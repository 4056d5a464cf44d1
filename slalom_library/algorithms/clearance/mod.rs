//! Clearance estimation
//!
//! Reduces one side's arc scan to a single number: the arithmetic mean of the
//! filtered readings. A short mean means something is close on that side.
//! Averaging several pings over a small arc smooths out individual bad echoes.
//!
//! # Example
//!
//! ```rust
//! use slalom_core::{RangeReading, Side};
//! use slalom_library::algorithms::clearance::ClearanceEstimator;
//! use slalom_library::algorithms::range_filter::RangeFilter;
//!
//! let estimator = ClearanceEstimator::new(RangeFilter::new(100.0));
//! let readings = [40, -1, 60].map(RangeReading::from);
//!
//! let clearance = estimator.estimate(Side::Left, &readings).unwrap();
//! assert_eq!(clearance.cm(), 200.0 / 3.0);
//! ```

use crate::algorithms::range_filter::RangeFilter;
use slalom_core::{RangeReading, Side, SlalomError, SlalomResult};
use std::fmt;

/// Mean filtered distance over one scan arc, in centimeters
#[derive(Debug, Clone, Copy, PartialEq, PartialOrd)]
pub struct ClearanceEstimate(f64);

impl ClearanceEstimate {
    pub fn from_cm(cm: f64) -> Self {
        Self(cm)
    }

    pub fn cm(self) -> f64 {
        self.0
    }
}

impl fmt::Display for ClearanceEstimate {
    fn fmt(&self, f: &mut fmt::Formatter<'_>) -> fmt::Result {
        write!(f, "{:.2}cm", self.0)
    }
}

/// Clearance estimator
#[derive(Debug, Clone, Copy, Default)]
pub struct ClearanceEstimator {
    filter: RangeFilter,
}

impl ClearanceEstimator {
    pub fn new(filter: RangeFilter) -> Self {
        Self { filter }
    }

    /// Mean of the filtered readings.
    ///
    /// An empty slice is a configuration fault upstream (an arc with no angles)
    /// and is rejected rather than averaged.
    pub fn estimate(&self, side: Side, readings: &[RangeReading]) -> SlalomResult<ClearanceEstimate> {
        if readings.is_empty() {
            return Err(SlalomError::EmptyScan { side });
        }

        let total: f64 = readings.iter().map(|&r| self.filter.apply(r)).sum();
        Ok(ClearanceEstimate(total / readings.len() as f64))
    }
}

#[cfg(test)]
mod tests {
    use super::*;
    use approx::assert_relative_eq;

    fn readings(raw: &[f64]) -> Vec<RangeReading> {
        raw.iter().copied().map(RangeReading::from).collect()
    }

    #[test]
    fn test_plain_mean() {
        let estimator = ClearanceEstimator::default();
        let clearance = estimator
            .estimate(Side::Left, &readings(&[10.0, 20.0, 30.0, 40.0]))
            .unwrap();
        assert_relative_eq!(clearance.cm(), 25.0);
    }

    #[test]
    fn test_single_reading() {
        let estimator = ClearanceEstimator::default();
        let clearance = estimator.estimate(Side::Right, &readings(&[42.5])).unwrap();
        assert_relative_eq!(clearance.cm(), 42.5);
    }

    #[test]
    fn test_sentinels_replaced_before_mean() {
        let estimator = ClearanceEstimator::new(RangeFilter::new(100.0));

        let with_sentinels = estimator
            .estimate(Side::Left, &readings(&[20.0, -1.0, 40.0, -2.0]))
            .unwrap();
        let substituted = estimator
            .estimate(Side::Left, &readings(&[20.0, 100.0, 40.0, 100.0]))
            .unwrap();

        assert_relative_eq!(with_sentinels.cm(), substituted.cm());
        assert_relative_eq!(with_sentinels.cm(), 65.0);
    }

    #[test]
    fn test_all_sentinel_arc_is_outlier_distance() {
        let estimator = ClearanceEstimator::new(RangeFilter::new(100.0));
        let clearance = estimator
            .estimate(Side::Right, &readings(&[-1.0, -2.0, -1.0]))
            .unwrap();
        assert_eq!(clearance.cm(), 100.0);
    }

    #[test]
    fn test_empty_rejected() {
        let estimator = ClearanceEstimator::default();
        let result = estimator.estimate(Side::Right, &[]);
        assert!(matches!(
            result,
            Err(SlalomError::EmptyScan { side: Side::Right })
        ));
    }
}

What needs to be done
Please return all of the records exactly.

Answer below
repository 4056d5a464cf44d1
filename slalom_library/algorithms/clearance/mod.rs
//! Clearance estimation
//!
//! Reduces one side's arc scan to a single number: the arithmetic mean of the
//! filtered readings. A short mean means something is close on that side.
//! Averaging several pings over a small arc smooths out individual bad echoes.
//!
//! # Example
//!
//! ```rust
//! use slalom_core::{RangeReading, Side};
//! use slalom_library::algorithms::clearance::ClearanceEstimator;
//! use slalom_library::algorithms::range_filter::RangeFilter;
//!
//! let estimator = ClearanceEstimator::new(RangeFilter::new(100.0));
//! let readings = [40, -1, 60].map(RangeReading::from);
//!
//! let clearance = estimator.estimate(Side::Left, &readings).unwrap();
//! assert_eq!(clearance.cm(), 200.0 / 3.0);
//! ```

use crate::algorithms::range_filter::RangeFilter;
use slalom_core::{RangeReading, Side, SlalomError, SlalomResult};
use std::fmt;

/// Mean filtered distance over one scan arc, in centimeters
#[derive(Debug, Clone, Copy, PartialEq, PartialOrd)]
pub struct ClearanceEstimate(f64);

impl ClearanceEstimate {
    pub fn from_cm(cm: f64) -> Self {
        Self(cm)
    }

    pub fn cm(self) -> f64 {
        self.0
    }
}

impl fmt::Display for ClearanceEstimate {
    fn fmt(&self, f: &mut fmt::Formatter<'_>) -> fmt::Result {
        write!(f, "{:.2}cm", self.0)
    }
}

/// Clearance estimator
#[derive(Debug, Clone, Copy, Default)]
pub struct ClearanceEstimator {
    filter: RangeFilter,
}

impl ClearanceEstimator {
    pub fn new(filter: RangeFilter) -> Self {
        Self { filter }
    }

    /// Mean of the filtered readings.
    ///
    /// An empty slice is a configuration fault upstream (an arc with no angles)
    /// and is rejected rather than averaged.
    pub fn estimate(&self, side: Side, readings: &[RangeReading]) -> SlalomResult<ClearanceEstimate> {
        if readings.is_empty() {
            return Err(SlalomError::EmptyScan { side });
        }

        let total: f64 = readings.iter().map(|&r| self.filter.apply(r)).sum();
        Ok(ClearanceEstimate(total / readings.len() as f64))
    }
}

#[cfg(test)]
mod tests {
    use super::*;
    use approx::assert_relative_eq;

    fn readings(raw: &[f64]) -> Vec<RangeReading> {
        raw.iter().copied().map(RangeReading::from).collect()
    }

    #[test]
    fn test_plain_mean() {
        let estimator = ClearanceEstimator::default();
        let clearance = estimator
            .estimate(Side::Left, &readings(&[10.0, 20.0, 30.0, 40.0]))
            .unwrap();
        assert_relative_eq!(clearance.cm(), 25.0);
    }

    #[test]
    fn test_single_reading() {
        let estimator = ClearanceEstimator::default();
        let clearance = estimator.estimate(Side::Right, &readings(&[42.5])).unwrap();
        assert_relative_eq!(clearance.cm(), 42.5);
    }

    #[test]
    fn test_sentinels_replaced_before_mean() {
        let estimator = ClearanceEstimator::new(RangeFilter::new(100.0));

        let with_sentinels = estimator
            .estimate(Side::Left, &readings(&[20.0, -1.0, 40.0, -2.0]))
            .unwrap();
        let substituted = estimator
            .estimate(Side::Left, &readings(&[20.0, 100.0, 40.0, 100.0]))
            .unwrap();

        assert_relative_eq!(with_sentinels.cm(), substituted.cm());
        assert_relative_eq!(with_sentinels.cm(), 65.0);
    }

    #[test]
    fn test_all_sentinel_arc_is_outlier_distance() {
        let estimator = ClearanceEstimator::new(RangeFilter::new(100.0));
        let clearance = estimator
            .estimate(Side::Right, &readings(&[-1.0, -2.0, -1.0]))
            .unwrap();
        assert_eq!(clearance.cm(), 100.0);
    }

    #[test]
    fn test_empty_rejected() {
        let estimator = ClearanceEstimator::default();
        let result = estimator.estimate(Side::Right, &[]);
        assert!(matches!(
            result,
            Err(SlalomError::EmptyScan { side: Side::Right })
        ));
    }
}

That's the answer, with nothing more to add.